Il se tourna sur le côté, et ouvrit les yeux pour la contempler. Sa peau claire et lisse se gorgeait avec avidité de soleil. Les caresses douces qu’il lui avait prodiguées avaient déjà fait leur œuvre : la pointe de ses seins dressés vers le soleil, son souffle s’était fait plus court. Un peu de rose aux joues, et ce bassin qui se cambre un peu. Sans qu’il soit un expert en la matière, il lui était impossible de penser qu’elle ne partageait pas son désir. Curieusement, le fait qu’il soit dans un lieu public ne le dérangeait maintenant plus du tout. Il avait toujours cette sensation d’irréel, qui lui faisait oublier interdit.

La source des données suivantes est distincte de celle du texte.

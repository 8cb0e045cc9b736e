pub mod in_memory_team_repository;
pub mod team_repository;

« Viens », glissa-t-elle à son oreille. Il n’avait ni l’envie, ni la force de résister. Il sentait bien que cette amitié infaillible qu’il lui vouait était en train de prendre une tournure bien plus passionnée. Même la peur d’être maladroit, dans cette circonstance si particulière, ne l’effleurait plus. Il avait maintenant basculé sur Elle… Elle l’avait accueilli si doucement, si amoureusement dans son intimité.
Le temps s’était arrêté, rendant tout encore plus irréel. Leurs souffles s’étaient mêlés, leurs peaux brûlantes de soleil s’étaient collées, ils ne faisaient plus qu’un au fond de cette petite déclivité qui les protégeait du monde. Tout les réunissait maintenant, eux si différents. Leurs bouches unies, leur peau collée par la sueur, leurs sexes ne faisaient plus qu’un. Il n’avait jamais ressenti une pareille communion dans leur jouissance et ce sentiment nouveau lui procura bien plus que du plaisir : c’était bien là le bonheur qu’il avait enfin trouvé. Ils restèrent un long moment ainsi, savourant le côté irréel de la situation.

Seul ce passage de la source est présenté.